# Scanning the ether through w_scan on DVB-S



## emmet.br0wn (Apr 21, 2020)

Hi,
I'm trying to scan ehter on my DVB-S card. This is Twinhan Vision DTV Sat VP-1025 PC.
The test tries to do the program "w_scan" to the HotBird satellite.
During the scan I have information that the card is not detected.
Later the result of the command: 


```
root@VLC:/ # w_scan -fs -s S13E0 -C UTF-8 -c PL
w_scan -fs -s S13E0 -C UTF-8 -c PL
w_scan version 20170107 (compiled for DVB API 5.10)
using settings for 13.0 east Hotbird 13B/13C/13D
scan type SATELLITE, channellist 70
output format vdr-2.0
output charset 'UTF-8'
Info: using DVB adapter auto detection.
main:4007: FATAL: ***** NO USEABLE SATELLITE CARD FOUND. *****
Please check wether dvb driver is loaded and
verify that no dvb application (i.e. vdr) is running.
```

Probably the device is detected by the system.


```
root@VLC:/ # pciconf -lv
none2@pci0:5:0:0:       class=0x040000 card=0x00011822 chip=0x036e109e rev=0x11 hdr=0x00
    vendor     = 'Brooktree Corporation'
    device     = 'Bt878 Video Capture'
    class      = multimedia
    subclass   = video
none3@pci0:5:0:1:       class=0x048000 card=0x00011822 chip=0x0878109e rev=0x11 hdr=0x00
    vendor     = 'Brooktree Corporation'
    device     = 'Bt878 Audio Capture'
    class      = multimedia
```

I'm using FreeNAS on Jails.

Could someone direct me how to solve the problem?


----------



## T-Daemon (Apr 21, 2020)

emmet.br0wn said:


> *none*2@pci0:5:0:0: class=0x040000 card=0x00011822 chip=0x036e109e rev=0x11 hdr=0x00
> vendor = 'Brooktree Corporation'
> device = 'Bt878 Video Capture'



The bktr(4) driver is not loaded. Run `kldload bktr` as root. To make it permanent put in /etc/rc.conf `kld_list=“bktr”`. If there is a `kld_list` line already, put it in the same line, space separated to the other kernel modules.


----------



## emmet.br0wn (Apr 21, 2020)

While trying to run the command `kldload bktr` received a message 
	
	



```
kldload: can't load bktr: No such file or directory
```

I understood that I do not have a module in /boot/kernel
I was only able to find something from the freebsd-11.2 version.

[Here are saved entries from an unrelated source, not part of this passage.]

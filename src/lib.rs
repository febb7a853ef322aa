// 该文件是 Shanan （山南西风） 项目的一部分。
// src/lib.rs - 库主文件
//
// 本文件根据 Apache 许可证第 2.0 版（以下简称“许可证”）授权使用；
// 除非遵守该许可证条款，否则您不得使用本文件。
// 您可通过以下网址获取许可证副本：
// http://www.apache.org/licenses/LICENSE-2.0
// 除非适用法律要求或书面同意，根据本许可协议分发的软件均按“原样”提供，
// 不附带任何形式的明示或暗示的保证或条件。
// 有关许可权限与限制的具体条款，请参阅本许可协议。
//
// Copyright (C) 2026 Johann Li <me@qinka.pro>, Wareless Group

pub mod batch;
pub mod config;
pub mod detection;
pub mod logging;
pub mod model;
pub mod output;
pub mod server;
pub mod service;

pub trait FromUrl {
  type Error;
  fn from_url(url: &url::Url) -> Result<Self, Self::Error>
  where
    Self: Sized;
}

pub trait FromUrlWithScheme: FromUrl {
  const SCHEME: &'static str;
}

I have 11.1-STABLE.

Unfortunately, after downloading I have a message 

```
kldload: an error occurred while loading the module. Please check dmesg(8) for more details.
```

result

```
#dmesg
KLD bktr.ko: depends on kernel - not available or version mismatch
linker_load_file: Unsupported file type
```


----------



## SirDice (Apr 22, 2020)

emmet.br0wn said:


> I'm using FreeNAS on Jails.


PC-BSD, FreeNAS, XigmaNAS, and all other FreeBSD Derivatives

Odd.  The Bt878 is an analog video capture chip. It has no tuner and it cannot decode DVB. I  suspect it's used to capture video output from some other chip (which has the tuner and DVB decoder).


----------



## T-Daemon (Apr 22, 2020)

emmet.br0wn said:


> I understood that I do not have a module in /boot/kernel
> I was only able to find something from the freebsd-11.2 version. I have 11.1-STABLE.





emmet.br0wn said:


> #dmesg
> KLD *bktr.ko*: depends on kernel - not available or *version mismatch*



You can’t mix kernel modules from two different versions.

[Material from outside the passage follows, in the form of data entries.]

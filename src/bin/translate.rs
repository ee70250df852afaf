//! Pass 2: fill the target languages of a template through the oracle.
//!
//! Writes `<lang>.csv` for every language, `translations_complete_all.csv`
//! and a JSON `translation_report.json` with the per-language counts.
//!
//! Usage:
//!   cargo run --bin translate                                   # all targets
//!   cargo run --bin translate -- --languages es,fr --batch-size 10
//!   cargo run --bin translate -- --menu --input menu_en.csv     # key,translation input
//!
//! Required environment variables:
//! - OPENAI_API_KEY
//!
//! Optional:
//! - OPENAI_MODEL (defaults to gpt-4.1-mini)
//! - OPENAI_API_URL (defaults to the OpenAI chat completions endpoint)
//! - OPENAI_TEMPERATURE (defaults to 0.3)
//! - ORACLE_TIMEOUT_SECS (defaults to 60)
//! - TRANSLATION_BATCH_SIZE (defaults to 20)
//! - MAX_CONSECUTIVE_FAILURES (defaults to 3, 0 disables)
//! - CONCURRENT_LANGUAGES (defaults to false)

use anyhow::{Context, Result};
use clap::Parser;
use locale_harvest::config::{OracleConfig, TranslationConfig};
use locale_harvest::error::ConfigError;
use locale_harvest::i18n::{Language, LanguageRegistry};
use locale_harvest::oracle::OpenAiOracle;
use locale_harvest::orchestrator::Orchestrator;
use locale_harvest::report::PassReport;
use locale_harvest::store::{RecordStore, TranslationRecord};
use locale_harvest::tabular;
use std::path::{Path, PathBuf};
use std::process::ExitCode;
use tracing::{error, info, warn};

#[derive(Debug, Parser)]
#[command(version, about = "Batch-translate a translation template")]
struct Args {
    /// Template (or `key,translation` file with --menu) to translate
    #[arg(long, default_value = "translations_template.csv")]
    input: PathBuf,

    /// Comma-separated target language codes
    #[arg(long, default_value = "es,fr,ar")]
    languages: String,

    /// Rows per oracle request (overrides TRANSLATION_BATCH_SIZE)
    #[arg(long)]
    batch_size: Option<usize>,

    /// Directory for the output files
    #[arg(long, default_value = ".")]
    out_dir: PathBuf,

    /// Translate all languages concurrently
    #[arg(long)]
    concurrent: bool,

    /// Treat the input as English `key,translation` rows and write
    /// menu_translations_<lang>.csv files only
    #[arg(long)]
    menu: bool,
}

#[tokio::main]
async fn main() -> ExitCode {
    let args = Args::parse();

    match run(args).await {
        Ok(true) => ExitCode::SUCCESS,
        Ok(false) => ExitCode::FAILURE,
        Err(e) => {
            error!("Translation failed: {:#}", e);
            ExitCode::FAILURE
        }
    }
}

/// Returns whether every language pass ran to the end.
async fn run(args: Args) -> Result<bool> {
    // Load .env file if present
    let _ = dotenvy::dotenv();

    tracing_subscriber::fmt()
        .with_env_filter(
            tracing_subscriber::EnvFilter::from_default_env()
                .add_directive("locale_harvest=info".parse()?)
                .add_directive("translate=info".parse()?),
        )
        .init();

    let registry = LanguageRegistry::default();
    let targets = registry.parse_targets(&args.languages)?;
    if targets.is_empty() {
        anyhow::bail!("No target languages given");
    }

    if !args.input.is_file() {
        return Err(ConfigError::MissingArtifact(args.input.clone()).into());
    }

    let oracle_config = OracleConfig::from_env()?;
    let mut config = TranslationConfig::from_env()?;
    if let Some(batch_size) = args.batch_size {
        if batch_size == 0 {
            anyhow::bail!("--batch-size must be at least 1");
        }
        config.batch_size = batch_size;
    }
    config.concurrent_languages |= args.concurrent;

    info!(
        "Translating {} into {} with {} (batch size {}, {})",
        args.input.display(),
        targets
            .iter()
            .map(|lang| lang.code())
            .collect::<Vec<_>>()
            .join(", "),
        oracle_config.model,
        config.batch_size,
        if config.concurrent_languages {
            "concurrent"
        } else {
            "sequential"
        }
    );

    let oracle = OpenAiOracle::new(oracle_config).context("Failed to build oracle client")?;
    let orchestrator = Orchestrator::new(oracle, config, registry.canonical().clone());

    let reports = if args.menu {
        translate_menu(&orchestrator, &args, &targets).await?
    } else {
        translate_template(&orchestrator, &args, &registry, &targets).await?
    };

    let aborted: Vec<&PassReport> = reports.iter().filter(|r| r.is_aborted()).collect();
    for report in &aborted {
        warn!(
            "[{}] incomplete: {}",
            report.language,
            report.aborted.as_deref().unwrap_or_default()
        );
    }

    let total: usize = reports.iter().map(|r| r.rows_translated).sum();
    info!(
        "Done: {} translations across {} languages, {} aborted",
        total,
        reports.len(),
        aborted.len()
    );

    Ok(aborted.is_empty())
}

async fn translate_template(
    orchestrator: &Orchestrator<OpenAiOracle>,
    args: &Args,
    registry: &LanguageRegistry,
    targets: &[Language],
) -> Result<Vec<PassReport>> {
    let mut store = tabular::read_records(&args.input, registry)
        .with_context(|| format!("Failed to read {}", args.input.display()))?;

    let reports = orchestrator.translate_languages(&mut store, targets).await;

    // Artifacts are written even when a language aborted
    let canonical = registry.canonical();
    for language in std::iter::once(canonical).chain(targets) {
        let path = args.out_dir.join(format!("{}.csv", language.code()));
        tabular::write_language(&store, language, &path)?;
    }
    tabular::write_combined(
        &store,
        registry,
        &args.out_dir.join("translations_complete_all.csv"),
    )?;

    let report_path = args.out_dir.join("translation_report.json");
    std::fs::write(&report_path, serde_json::to_string_pretty(&reports)?)
        .with_context(|| format!("Failed to write {}", report_path.display()))?;

    Ok(reports)
}

async fn translate_menu(
    orchestrator: &Orchestrator<OpenAiOracle>,
    args: &Args,
    targets: &[Language],
) -> Result<Vec<PassReport>> {
    let mut store = menu_store(&args.input)?;
    info!("Loaded {} menu entries", store.len());

    let reports = orchestrator.translate_languages(&mut store, targets).await;

    for language in targets {
        let path = args
            .out_dir
            .join(format!("menu_translations_{}.csv", language.code()));
        tabular::write_language(&store, language, &path)?;
    }

    Ok(reports)
}

fn menu_store(path: &Path) -> Result<RecordStore> {
    let rows = tabular::read_language_file(path)
        .with_context(|| format!("Failed to read {}", path.display()))?;

    let mut store = RecordStore::new();
    for (key, text) in rows {
        if text.trim().is_empty() {
            continue;
        }
        let module = key.split('.').next().unwrap_or_default().to_string();
        store.upsert_if_absent(TranslationRecord::new(key, text, "menu", module, ""));
    }
    Ok(store)
}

Do you have a custom kernel? The stable/11 GENERIC kernel has the bktr(4) module:





						[base] Index of /stable/11/sys/dev/bktr
					






					svnweb.freebsd.org
				




As far as I can see all RELEASE and STABLE versions, also CURRENT, have it. To resolve the situation you should update the source tree and build/install a new kernel, to be thorough, world also.


----------



## SirDice (Apr 22, 2020)

The OP is  running FreeNAS. I'm willing to bet the FreeNAS folks removed a bunch of unnecessary (kernel) modules. I mean, why would you keep a video capture driver around for a NAS? And the bktr(4) module is really old too. I'm actually a little surprised it's used in this card.


----------



## emmet.br0wn (Apr 28, 2020)

After updating the kernel to version 11.2 STABLE, the `bktr.ko` module was successfully launched - thank you for your hint.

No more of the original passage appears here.